From the records below, please repeat exactly the line that has "use std::sync::Arc;", the line that has "use super::context::Services;", and every line between them, and nothing else.

» **EXTRACTED MATERIAL**:
──────────

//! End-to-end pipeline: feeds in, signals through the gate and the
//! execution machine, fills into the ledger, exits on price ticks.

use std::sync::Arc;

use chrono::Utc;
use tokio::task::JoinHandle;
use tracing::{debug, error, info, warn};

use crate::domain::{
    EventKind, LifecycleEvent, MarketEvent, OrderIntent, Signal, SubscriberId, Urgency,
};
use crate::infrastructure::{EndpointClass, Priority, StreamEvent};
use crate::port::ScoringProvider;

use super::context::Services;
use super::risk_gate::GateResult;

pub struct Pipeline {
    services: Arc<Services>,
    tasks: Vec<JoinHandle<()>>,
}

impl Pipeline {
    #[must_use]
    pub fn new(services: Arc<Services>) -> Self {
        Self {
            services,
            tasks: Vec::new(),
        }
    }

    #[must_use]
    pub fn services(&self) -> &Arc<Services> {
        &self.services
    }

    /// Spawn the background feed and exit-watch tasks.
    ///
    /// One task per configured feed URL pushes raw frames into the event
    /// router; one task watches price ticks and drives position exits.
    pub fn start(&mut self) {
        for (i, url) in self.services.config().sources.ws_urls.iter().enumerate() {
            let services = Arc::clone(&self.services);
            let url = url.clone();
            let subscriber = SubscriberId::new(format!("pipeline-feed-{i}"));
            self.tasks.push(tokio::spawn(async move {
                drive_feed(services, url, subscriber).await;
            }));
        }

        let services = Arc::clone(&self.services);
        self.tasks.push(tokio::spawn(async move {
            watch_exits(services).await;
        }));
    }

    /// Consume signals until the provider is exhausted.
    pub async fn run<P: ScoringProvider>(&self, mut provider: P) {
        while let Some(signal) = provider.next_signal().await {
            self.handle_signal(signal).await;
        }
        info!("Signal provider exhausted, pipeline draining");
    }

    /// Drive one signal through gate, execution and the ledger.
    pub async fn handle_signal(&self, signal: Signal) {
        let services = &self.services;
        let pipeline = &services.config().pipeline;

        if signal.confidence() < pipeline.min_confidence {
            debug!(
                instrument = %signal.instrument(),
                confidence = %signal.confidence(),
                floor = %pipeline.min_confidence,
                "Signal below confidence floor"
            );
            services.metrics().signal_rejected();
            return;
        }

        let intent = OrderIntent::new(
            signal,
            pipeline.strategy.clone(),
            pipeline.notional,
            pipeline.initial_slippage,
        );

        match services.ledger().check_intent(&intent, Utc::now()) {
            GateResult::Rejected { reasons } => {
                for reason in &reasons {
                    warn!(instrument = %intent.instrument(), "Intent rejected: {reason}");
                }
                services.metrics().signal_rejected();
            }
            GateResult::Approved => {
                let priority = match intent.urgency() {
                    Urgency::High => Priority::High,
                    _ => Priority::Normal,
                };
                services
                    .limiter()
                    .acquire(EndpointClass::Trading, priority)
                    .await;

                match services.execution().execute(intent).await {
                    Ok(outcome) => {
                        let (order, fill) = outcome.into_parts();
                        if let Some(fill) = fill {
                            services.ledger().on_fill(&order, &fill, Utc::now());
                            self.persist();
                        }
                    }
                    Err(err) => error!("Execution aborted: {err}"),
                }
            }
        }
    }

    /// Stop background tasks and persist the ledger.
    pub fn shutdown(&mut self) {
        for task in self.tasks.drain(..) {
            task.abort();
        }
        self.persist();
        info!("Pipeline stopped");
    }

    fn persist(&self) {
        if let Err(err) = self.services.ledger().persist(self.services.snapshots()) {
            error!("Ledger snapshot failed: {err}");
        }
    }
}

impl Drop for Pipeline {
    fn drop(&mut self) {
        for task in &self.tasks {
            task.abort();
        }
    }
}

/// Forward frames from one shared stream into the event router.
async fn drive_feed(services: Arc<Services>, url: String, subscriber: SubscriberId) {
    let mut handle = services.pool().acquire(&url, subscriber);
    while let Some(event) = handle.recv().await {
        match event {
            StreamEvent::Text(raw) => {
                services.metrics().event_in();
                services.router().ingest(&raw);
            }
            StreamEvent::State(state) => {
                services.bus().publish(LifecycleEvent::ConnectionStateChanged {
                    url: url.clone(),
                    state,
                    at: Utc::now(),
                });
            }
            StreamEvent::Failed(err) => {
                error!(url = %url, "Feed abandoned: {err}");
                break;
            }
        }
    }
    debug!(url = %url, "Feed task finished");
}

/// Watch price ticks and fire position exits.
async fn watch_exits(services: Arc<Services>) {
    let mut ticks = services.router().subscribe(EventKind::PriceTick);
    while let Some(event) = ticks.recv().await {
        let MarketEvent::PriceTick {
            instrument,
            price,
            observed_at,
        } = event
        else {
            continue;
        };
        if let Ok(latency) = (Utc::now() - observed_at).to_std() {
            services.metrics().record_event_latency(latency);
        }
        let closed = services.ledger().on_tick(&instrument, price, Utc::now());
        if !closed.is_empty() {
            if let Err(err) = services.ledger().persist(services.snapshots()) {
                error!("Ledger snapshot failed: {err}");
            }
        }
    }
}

──────────

» **SOLUTION**:
use std::sync::Arc;

use chrono::Utc;
use tokio::task::JoinHandle;
use tracing::{debug, error, info, warn};

use crate::domain::{
    EventKind, LifecycleEvent, MarketEvent, OrderIntent, Signal, SubscriberId, Urgency,
};
use crate::infrastructure::{EndpointClass, Priority, StreamEvent};
use crate::port::ScoringProvider;

use super::context::Services;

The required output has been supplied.